Recorded information below:

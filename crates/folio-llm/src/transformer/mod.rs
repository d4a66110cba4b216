pub mod openai;

pub use openai::OpenAiTransformer;

use serde_json::Value;

use crate::error::ConversionError;
use crate::request::{Completion, CompletionRequest};

/// Converts between the internal request/reply types and a provider's wire format
pub trait SchemaTransformer: Send + Sync {
    fn provider_id(&self) -> &str;

    /// Path appended to the provider base URL
    fn endpoint(&self) -> &str;

    fn transform_request(&self, request: &CompletionRequest) -> Result<Value, ConversionError>;

    fn parse_response(&self, data: &Value) -> Result<Completion, ConversionError>;
}
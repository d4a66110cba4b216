pub mod request;
pub mod response;

pub use request::RelayRequest;
pub use response::{ErrorBody, RelayResponse};
use std::path::PathBuf;

use chrono::Local;
use folio_core::{BlogPost, ReadingTime};

use crate::catalog::find_metadata;
use crate::fallback::fallback_post;
use crate::slug::{derive_title, is_valid_slug};
use crate::storage::PostStorage;
use crate::{ContentError, ContentResult};

/// One place a post may live
#[derive(Debug, Clone)]
pub enum PostSource {
    /// `<dir>/<slug>.md`, enriched from the catalog
    File(PostStorage),
    /// Posts compiled into the binary
    Fallback,
}

impl PostSource {
    async fn lookup(&self, slug: &str) -> Option<BlogPost> {
        match self {
            PostSource::File(storage) => match storage.load_markdown(slug).await {
                Ok(content) => Some(enrich(slug, content)),
                Err(ContentError::Io(e)) if e.kind() == std::io::ErrorKind::NotFound => None,
                Err(e) => {
                    tracing::warn!(slug, "Failed to read post file: {}", e);
                    None
                }
            },
            PostSource::Fallback => fallback_post(slug),
        }
    }
}

fn enrich(slug: &str, content: String) -> BlogPost {
    match find_metadata(slug) {
        Some(meta) => BlogPost {
            title: meta.title.to_string(),
            date: meta.date.to_string(),
            reading_time: meta.reading_time,
            content,
            is_markdown: true,
        },
        None => BlogPost {
            title: derive_title(slug),
            date: Local::now().format("%B %Y").to_string(),
            reading_time: ReadingTime::default(),
            content,
            is_markdown: true,
        },
    }
}

/// Resolves a slug by trying each source in order. Nothing is cached.
#[derive(Debug, Clone)]
pub struct PostResolver {
    sources: Vec<PostSource>,
}

impl PostResolver {
    /// Files under `posts_dir` first, then the compiled-in posts
    pub fn new(posts_dir: impl Into<PathBuf>) -> Self {
        Self::with_sources(vec![
            PostSource::File(PostStorage::new(posts_dir)),
            PostSource::Fallback,
        ])
    }

    pub fn with_sources(sources: Vec<PostSource>) -> Self {
        Self { sources }
    }

    pub async fn resolve(&self, slug: &str) -> ContentResult<BlogPost> {
        if !is_valid_slug(slug) {
            return Err(ContentError::NotFound(slug.to_string()));
        }

        for source in &self.sources {
            if let Some(post) = source.lookup(slug).await {
                return Ok(post);
            }
        }

        Err(ContentError::NotFound(slug.to_string()))
    }
}
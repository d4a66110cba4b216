pub mod message;
pub mod post;
pub mod session;

pub use message::{ChatMessage, MessageId, Role};
pub use post::{BlogPost, ReadingTime};
pub use session::ChatSession;
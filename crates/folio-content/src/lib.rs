//! Content served next to the chat relay: blog posts, the resume document,
//! and crawler metadata derived from the post catalog.

mod catalog;
mod error;
mod fallback;
mod resolver;
mod resume;
mod sitemap;
mod slug;
mod storage;

pub use catalog::{find_metadata, PostMetadata, POSTS};
pub use error::{ContentError, ContentResult};
pub use fallback::fallback_post;
pub use resolver::{PostResolver, PostSource};
pub use resume::{ResumeFile, ResumeStore};
pub use sitemap::{robots_txt, ChangeFrequency, Sitemap, SitemapEntry};
pub use slug::{derive_title, is_valid_slug};
pub use storage::PostStorage;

End of Recorded information.

=== Exercise directions ===
Print all the data exactly.

=== Written response ===
filename crates/folio-llm/src/transformer/mod.rs
repository d4a66110cba4b216
pub mod openai;

pub use openai::OpenAiTransformer;

use serde_json::Value;

use crate::error::ConversionError;
use crate::request::{Completion, CompletionRequest};

/// Converts between the internal request/reply types and a provider's wire format
pub trait SchemaTransformer: Send + Sync {
    fn provider_id(&self) -> &str;

    /// Path appended to the provider base URL
    fn endpoint(&self) -> &str;

    fn transform_request(&self, request: &CompletionRequest) -> Result<Value, ConversionError>;

    fn parse_response(&self, data: &Value) -> Result<Completion, ConversionError>;
}
repository d4a66110cba4b216
pub mod request;
pub mod response;

pub use request::RelayRequest;
pub use response::{ErrorBody, RelayResponse};
use std::path::PathBuf;

use chrono::Local;
use folio_core::{BlogPost, ReadingTime};

use crate::catalog::find_metadata;
use crate::fallback::fallback_post;
use crate::slug::{derive_title, is_valid_slug};
use crate::storage::PostStorage;
use crate::{ContentError, ContentResult};

/// One place a post may live
#[derive(Debug, Clone)]
pub enum PostSource {
    /// `<dir>/<slug>.md`, enriched from the catalog
    File(PostStorage),
    /// Posts compiled into the binary
    Fallback,
}

impl PostSource {
    async fn lookup(&self, slug: &str) -> Option<BlogPost> {
        match self {
            PostSource::File(storage) => match storage.load_markdown(slug).await {
                Ok(content) => Some(enrich(slug, content)),
                Err(ContentError::Io(e)) if e.kind() == std::io::ErrorKind::NotFound => None,
                Err(e) => {
                    tracing::warn!(slug, "Failed to read post file: {}", e);
                    None
                }
            },
            PostSource::Fallback => fallback_post(slug),
        }
    }
}

fn enrich(slug: &str, content: String) -> BlogPost {
    match find_metadata(slug) {
        Some(meta) => BlogPost {
            title: meta.title.to_string(),
            date: meta.date.to_string(),
            reading_time: meta.reading_time,
            content,
            is_markdown: true,
        },
        None => BlogPost {
            title: derive_title(slug),
            date: Local::now().format("%B %Y").to_string(),
            reading_time: ReadingTime::default(),
            content,
            is_markdown: true,
        },
    }
}

/// Resolves a slug by trying each source in order. Nothing is cached.
#[derive(Debug, Clone)]
pub struct PostResolver {
    sources: Vec<PostSource>,
}

impl PostResolver {
    /// Files under `posts_dir` first, then the compiled-in posts
    pub fn new(posts_dir: impl Into<PathBuf>) -> Self {
        Self::with_sources(vec![
            PostSource::File(PostStorage::new(posts_dir)),
            PostSource::Fallback,
        ])
    }

    pub fn with_sources(sources: Vec<PostSource>) -> Self {
        Self { sources }
    }

    pub async fn resolve(&self, slug: &str) -> ContentResult<BlogPost> {
        if !is_valid_slug(slug) {
            return Err(ContentError::NotFound(slug.to_string()));
        }

        for source in &self.sources {
            if let Some(post) = source.lookup(slug).await {
                return Ok(post);
            }
        }

        Err(ContentError::NotFound(slug.to_string()))
    }
}
repository d4a66110cba4b216
pub mod message;
pub mod post;
pub mod session;

pub use message::{ChatMessage, MessageId, Role};
pub use post::{BlogPost, ReadingTime};
pub use session::ChatSession;
filename crates/folio-content/src/lib.rs
//! Content served next to the chat relay: blog posts, the resume document,
//! and crawler metadata derived from the post catalog.

mod catalog;
mod error;
mod fallback;
mod resolver;
mod resume;
mod sitemap;
mod slug;
mod storage;

pub use catalog::{find_metadata, PostMetadata, POSTS};
pub use error::{ContentError, ContentResult};
pub use fallback::fallback_post;
pub use resolver::{PostResolver, PostSource};
pub use resume::{ResumeFile, ResumeStore};
pub use sitemap::{robots_txt, ChangeFrequency, Sitemap, SitemapEntry};
pub use slug::{derive_title, is_valid_slug};
pub use storage::PostStorage;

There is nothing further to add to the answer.